Der Bundestag hat die Einführung eines Mindestlohns in der Postbranche beschlossen. Wie das "Handelsblatt" schreibt, votierten mehr als Dreiviertel der Abgeordneten für die Aufnahme der Briefzusteller in das Arbeitnehmerentsendegesetz. Nur 70 votierten dagegen, 16 enthielten sich.
Damit haben neben der FDP-Fraktion auch einzelne Abgeordnete der CDU/CSU gegen den Vorschlag gestimmt. In der Debatte, die der Abstimmung vorausging, verteidigten die Regierungsparteien, aber auch Rednerinnen und Redner der Grünen- und der Linksfraktion den Mindestlohn gegen die Kritik der FDP. Einerseits ging es um die Frage, ob Mindestlöhne an sich wünschenswert sind. Dazu kam das spezielle Problem, ob der für den Mindestlohn gültige Tarifvertrag eine Basis für eine Allgemeinverbindlichkeit sei.
Mit der Änderung des Entsendegesetzes wird der Mindestlohn allgemeinverbindlich erklärt, auf den sich der von der Deutschen Post dominierte Arbeitgeberverband und Gewerkschaften geeinigt hatten. Er beträgt für Briefzusteller zwischen acht und 9,80 Euro. Am 20. Dezember muss das Gesetz noch den Bundesrat passiere. Auch hier gilt eine Zustimmung als sicher.
Der Arbeitgeberverband "Neue Brief- und Zustelldienste", in dem unter anderem die PIN und TNT organisiert sind, hat zeitgleich zur Bundestagsdebatte im Bundesarbeitsministerium einen eigenen Mindestlohn beantragt. Wie "SPIEGEL ONLINE" meldet, wollen sie als eigene Branche der Mehrwertbriefdienste auftreten.
Der entsprechende Tarifvertrag wurde mit der frisch gegründeten Gewerkschaft "Neue Brief- und Zustelldienste" vereinbart. Demnach wollen die in dem Verband organisierten Unternehmen ihren Zustellern im Westen 7,50 Euro und im Osten 6,50 pro Stunde bezahlen. Einwände gegen dieses Vorgehen weist der Arbeitgeberverband zurück.

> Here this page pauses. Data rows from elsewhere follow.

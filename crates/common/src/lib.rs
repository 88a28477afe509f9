#![forbid(unsafe_code)]

mod error;
mod pattern;

pub use error::*;
pub use pattern::glob_match;

use std::time::Duration;

pub const DEFAULT_PORT: u16 = 6399;
pub const DEFAULT_HOST: &str = "127.0.0.1";
pub const MAX_CONNECTIONS: usize = 1024;
pub const INITIAL_BUFFER_CAPACITY: usize = 4 * 1024; // 4 KB
pub const MAX_FRAME_SIZE: usize = 64 * 1024 * 1024; // 64 MB

/// TTL aplicado quando o chamador não informa nenhum.
pub const DEFAULT_ENTRY_TTL: Duration = Duration::from_secs(60 * 60);

pub const DEFAULT_LOCK_TTL: Duration = Duration::from_millis(10_000);
pub const DEFAULT_LOCK_RETRY_DELAY: Duration = Duration::from_millis(200);
pub const DEFAULT_LOCK_RETRIES: u32 = 10;

/// Capacidades padrão do backend local, por namespace.
pub const DEFAULT_VALUES_CAPACITY: usize = 10_000;
pub const DEFAULT_HASHES_CAPACITY: usize = 1_000;
pub const DEFAULT_LOCKS_CAPACITY: usize = 1_000;

/// Quantidade de chaves pedida por iteração de SCAN.
pub const DEFAULT_SCAN_COUNT: usize = 100;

Sein Vizevorsitzender Bernd Jäger erklärte, schließlich hätten die Gewerkschaft ver.di und andere Postgewerkschaften mehrere Verhandlungsangebote nicht angenommen.
Der Trick mit der neuen Branche funktioniert so: Bis jetzt dürfen Briefdienstleister der Deutschen Post AG trotz Briefmonopol Konkurrenz machen, wenn sie "höherwertige" Leistungen wie etwa taggleiche Zustellung, termingenaue Zustellung oder Sendungsverfolgung erbringen. Dafür erteilt die Bundesnetzagentur eine eigene Lizenz. Außerdem weist die Behörde in ihren Statistiken für den Postmarkt die Branche der Mehrwertbriefdienste offiziell aus.
Solche Leistungen, sagen nun die "Neuen Brief- und Zustelldienste", biete die Post überhaupt nicht an, damit handele es sich um eine völlig andere Branche. Diese stehe in direkter Konkurrenz etwa zu Speditionen, die das Tarifgefüge der Briefmehrwert-Branche mit niedrigen Stücklöhnen unterliefen. Aus diesem Grunde beantragt die neue Branche "Mehrwertbriefdienste" nun ihrerseits die Aufnahme in das Arbeitnehmer-Entsendegesetz. Die Voraussetzungen dafür seien erfüllt: Der Antrag stellende Verband umfasst mehr als 50 Prozent der Beschäftigten, und es gibt einen gültigen Tarifvertrag.